NEW YORK: NASA’s New Horizons spacecraft has travelled five billion kilometers and almost completes its nine-year journey to Pluto. Sunday, it starts photographing the mysterious, unexplored, icy world once deemed a planet.
The first pictures will reveal little more than bright dots – New Horizons is still more than 160 million kilometers from Pluto. But the images, taken against star fields, will help scientists gauge the remaining distance and keep the baby grand piano sized robot on track for a July flyby.
It is humanity’s first trip to Pluto, and scientists are eager to start exploring.
“New Horizons has been a mission of delayed gratification in many respects, and it’s finally happening now,” said project scientist Hal Weaver of Johns Hopkins
University’s Applied Physics Laboratory. “It’s going to be a sprint for the next seven months, basically, to the finish line … We can’t wait to turn Pluto into a real world, instead of just a little pixelated blob.”
Launched from Cape Canaveral in January 2006 on a $700 million US mission, New Horizons awoke from its last hibernation period early last month. Flight controllers have spent the past several weeks getting the spacecraft ready for the final but most important leg of its journey.

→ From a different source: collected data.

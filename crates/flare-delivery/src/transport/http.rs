//! HTTP transport posting events to the collector's store endpoint.
//!
//! Handles request construction, response processing, and error
//! categorization so the client can update its send state.

use std::time::Instant;

use async_trait::async_trait;
use bytes::Bytes;
use reqwest::{header::HeaderMap, Response};
use tracing::{info_span, Instrument};

use super::Transport;
use crate::{
    auth::client_identifier,
    config::Configuration,
    error::{DeliveryError, Result},
};

/// Header carrying the authentication string.
pub const AUTH_HEADER: &str = "X-Sentry-Auth";

/// Header collectors use to explain a rejection.
pub const ERROR_HEADER: &str = "X-Sentry-Error";

/// Back-off applied to a 429 without a usable `Retry-After`.
const DEFAULT_RETRY_AFTER: u64 = 60;

/// Longest error detail kept from a response body.
const MAX_ERROR_BODY: usize = 1024;

/// Transport for `http` and `https` DSNs.
#[derive(Debug, Clone)]
pub struct HttpTransport {
    client: reqwest::Client,
    store_url: String,
    timeout_seconds: u64,
}

impl HttpTransport {
    /// Creates a transport for the configured collector.
    ///
    /// # Errors
    ///
    /// Returns `DeliveryError::ConfigurationError` if the HTTP client cannot
    /// be configured with the provided settings.
    pub fn new(config: &Configuration) -> Result<Self> {
        let client = reqwest::Client::builder()
            .timeout(config.timeout)
            .connect_timeout(config.open_timeout)
            .user_agent(client_identifier())
            .build()
            .map_err(|e| {
                DeliveryError::configuration(format!("failed to build HTTP client: {e}"))
            })?;

        Ok(Self {
            client,
            store_url: config.dsn().store_url(),
            timeout_seconds: config.timeout.as_secs(),
        })
    }

    /// Endpoint events are posted to.
    pub fn store_url(&self) -> &str {
        &self.store_url
    }
}

#[async_trait]
impl Transport for HttpTransport {
    /// Posts the payload to the store endpoint.
    ///
    /// # Errors
    ///
    /// - `NetworkError` for connection failures
    /// - `Timeout` for request timeouts
    /// - `RateLimited` for 429 responses
    /// - `ClientError` for other 4xx responses
    /// - `ServerError` for 5xx and unexpected responses
    async fn send_event(
        &self,
        auth_header: &str,
        payload: Bytes,
        content_type: &str,
    ) -> Result<()> {
        let span = info_span!("event_delivery", url = %self.store_url, bytes = payload.len());

        async move {
            let start_time = Instant::now();
            tracing::debug!("posting event");

            let response = self
                .client
                .post(&self.store_url)
                .header(AUTH_HEADER, auth_header)
                .header(reqwest::header::CONTENT_TYPE, content_type)
                .body(payload)
                .send()
                .await
                .map_err(|e| {
                    tracing::debug!(
                        duration_ms = start_time.elapsed().as_millis(),
                        "request failed: {}",
                        e
                    );

                    if e.is_timeout() {
                        DeliveryError::timeout(self.timeout_seconds)
                    } else if e.is_connect() {
                        DeliveryError::network(format!("connection failed: {e}"))
                    } else {
                        DeliveryError::network(e.to_string())
                    }
                })?;

            let status_code = response.status().as_u16();
            tracing::debug!(
                status = status_code,
                duration_ms = start_time.elapsed().as_millis(),
                "received response"
            );

            if response.status().is_success() {
                return Ok(());
            }

            Err(error_from_response(response).await)
        }
        .instrument(span)
        .await
    }
}

/// Maps a non-2xx response onto a delivery error.
async fn error_from_response(response: Response) -> DeliveryError {
    let status_code = response.status().as_u16();

    if status_code == 429 {
        let retry_after =
            extract_retry_after_seconds(response.headers()).unwrap_or(DEFAULT_RETRY_AFTER);
        return DeliveryError::rate_limited(retry_after);
    }

    let error_header = header_value(response.headers(), ERROR_HEADER);
    let detail = match error_header {
        Some(detail) => detail,
        None => match response.bytes().await {
            Ok(bytes) => truncate_body(&bytes),
            Err(e) => format!("[failed to read response body: {e}]"),
        },
    };

    match status_code {
        400..=499 => DeliveryError::client_error(status_code, detail),
        _ => DeliveryError::server_error(status_code, detail),
    }
}

fn header_value(headers: &HeaderMap, name: &str) -> Option<String> {
    headers.get(name).and_then(|value| value.to_str().ok()).map(str::to_string)
}

fn truncate_body(bytes: &[u8]) -> String {
    if bytes.len() > MAX_ERROR_BODY {
        let suffix = "... (truncated)";
        let truncated = String::from_utf8_lossy(&bytes[..MAX_ERROR_BODY - suffix.len()]);
        format!("{truncated}{suffix}")
    } else {
        String::from_utf8_lossy(bytes).into_owned()
    }
}

/// Extracts the retry-after delay from response headers.
///
/// Supports both the seconds format and the HTTP-date format. Returns `None`
/// when the header is missing or cannot be parsed.
pub fn extract_retry_after_seconds(headers: &HeaderMap) -> Option<u64> {
    let retry_after = header_value(headers, "retry-after")?;
    let retry_after = retry_after.trim();

    if let Ok(seconds) = retry_after.parse::<u64>() {
        return Some(seconds);
    }

    // fractional seconds are rounded up
    if let Ok(seconds) = retry_after.parse::<f64>() {
        if seconds.is_finite() && seconds >= 0.0 {
            return Some(seconds.ceil() as u64);
        }
    }

    let date_time = chrono::DateTime::parse_from_rfc2822(retry_after).ok()?;
    let remaining = date_time.with_timezone(&chrono::Utc) - chrono::Utc::now();
    Some(remaining.to_std().map(|d| d.as_secs()).unwrap_or(0))
}

#[cfg(test)]
mod tests {
    use reqwest::header::HeaderValue;
    use wiremock::{matchers, Mock, MockServer, ResponseTemplate};

    use super::*;

    fn transport_for_server(server: &MockServer) -> HttpTransport {
        let dsn = format!("{}/42", server.uri().replace("://", "://public:secret@"));
        HttpTransport::new(&Configuration::new(&dsn).unwrap()).unwrap()
    }

    #[tokio::test]
    async fn posts_to_store_endpoint_with_headers() {
        let server = MockServer::start().await;

        Mock::given(matchers::method("POST"))
            .and(matchers::path("/api/42/store/"))
            .and(matchers::header(AUTH_HEADER, "Sentry sentry_key=public"))
            .and(matchers::header("content-type", "application/json"))
            .and(matchers::header("user-agent", client_identifier().as_str()))
            .and(matchers::body_string(r#"{"message":"x"}"#))
            .respond_with(ResponseTemplate::new(200))
            .expect(1)
            .mount(&server)
            .await;

        let transport = transport_for_server(&server);
        let result = transport
            .send_event(
                "Sentry sentry_key=public",
                Bytes::from_static(br#"{"message":"x"}"#),
                "application/json",
            )
            .await;

        assert!(result.is_ok());
    }

    #[tokio::test]
    async fn client_error_prefers_error_header() {
        let server = MockServer::start().await;

        Mock::given(matchers::method("POST"))
            .respond_with(
                ResponseTemplate::new(403)
                    .insert_header(ERROR_HEADER, "project disabled")
                    .set_body_string("Forbidden"),
            )
            .mount(&server)
            .await;

        let transport = transport_for_server(&server);
        let error = transport.send_event("auth", Bytes::new(), "application/json").await;

        match error {
            Err(DeliveryError::ClientError { status_code, body }) => {
                assert_eq!(status_code, 403);
                assert_eq!(body, "project disabled");
            },
            other => panic!("expected client error, got {other:?}"),
        }
    }

    #[tokio::test]
    async fn server_error_uses_body() {
        let server = MockServer::start().await;

        Mock::given(matchers::method("POST"))
            .respond_with(ResponseTemplate::new(503).set_body_string("Service Unavailable"))
            .mount(&server)
            .await;

        let transport = transport_for_server(&server);
        let error = transport.send_event("auth", Bytes::new(), "application/json").await;

        assert!(matches!(
            error,
            Err(DeliveryError::ServerError { status_code: 503, ref body }) if body == "Service Unavailable"
        ));
    }

    #[tokio::test]
    async fn rate_limit_with_retry_after() {
        let server = MockServer::start().await;

        Mock::given(matchers::method("POST"))
            .respond_with(ResponseTemplate::new(429).insert_header("Retry-After", "120"))
            .mount(&server)
            .await;

        let transport = transport_for_server(&server);
        let error = transport.send_event("auth", Bytes::new(), "application/json").await;

        assert!(matches!(error, Err(DeliveryError::RateLimited { retry_after_seconds: 120 })));
    }

    #[tokio::test]
    async fn rate_limit_without_header_uses_default() {
        let server = MockServer::start().await;

        Mock::given(matchers::method("POST"))
            .respond_with(ResponseTemplate::new(429))
            .mount(&server)
            .await;

        let transport = transport_for_server(&server);
        let error = transport.send_event("auth", Bytes::new(), "application/json").await;

        assert!(matches!(error, Err(DeliveryError::RateLimited { retry_after_seconds: 60 })));
    }

    #[tokio::test]
    async fn connection_refused_is_network_error() {
        let port = std::net::TcpListener::bind("127.0.0.1:0").unwrap().local_addr().unwrap().port();
        let config = Configuration::new(&format!("http://public@127.0.0.1:{port}/1")).unwrap();
        let transport = HttpTransport::new(&config).unwrap();

        let error = transport.send_event("auth", Bytes::new(), "application/json").await;
        assert!(matches!(error, Err(DeliveryError::NetworkError { .. })));
    }

    #[test]
    fn retry_after_parsing() {
        let mut headers = HeaderMap::new();
        assert_eq!(extract_retry_after_seconds(&headers), None);

        headers.insert("retry-after", HeaderValue::from_static("120"));
        assert_eq!(extract_retry_after_seconds(&headers), Some(120));

        headers.insert("retry-after", HeaderValue::from_static("1.5"));
        assert_eq!(extract_retry_after_seconds(&headers), Some(2));

        headers.insert("retry-after", HeaderValue::from_static("Wed, 21 Oct 2015 07:28:00 GMT"));
        assert_eq!(extract_retry_after_seconds(&headers), Some(0));

        headers.insert("retry-after", HeaderValue::from_static("invalid"));
        assert_eq!(extract_retry_after_seconds(&headers), None);
    }

    #[test]
    fn long_bodies_truncated() {
        let body = vec![b'a'; MAX_ERROR_BODY * 2];
        let truncated = truncate_body(&body);

        assert_eq!(truncated.len(), MAX_ERROR_BODY);
        assert!(truncated.ends_with("... (truncated)"));
    }
}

The spacecraft’s longrange reconnaissance imager will take hundreds of pictures of Pluto over the coming months. These new pictures should be considerably brighter. It will be a few days before the new images are beamed back to Earth; scientists expect to release them publicly in early February.
Pluto was still officially a planet, No. 9 in the solar system lineup, when New Horizons departed Earth.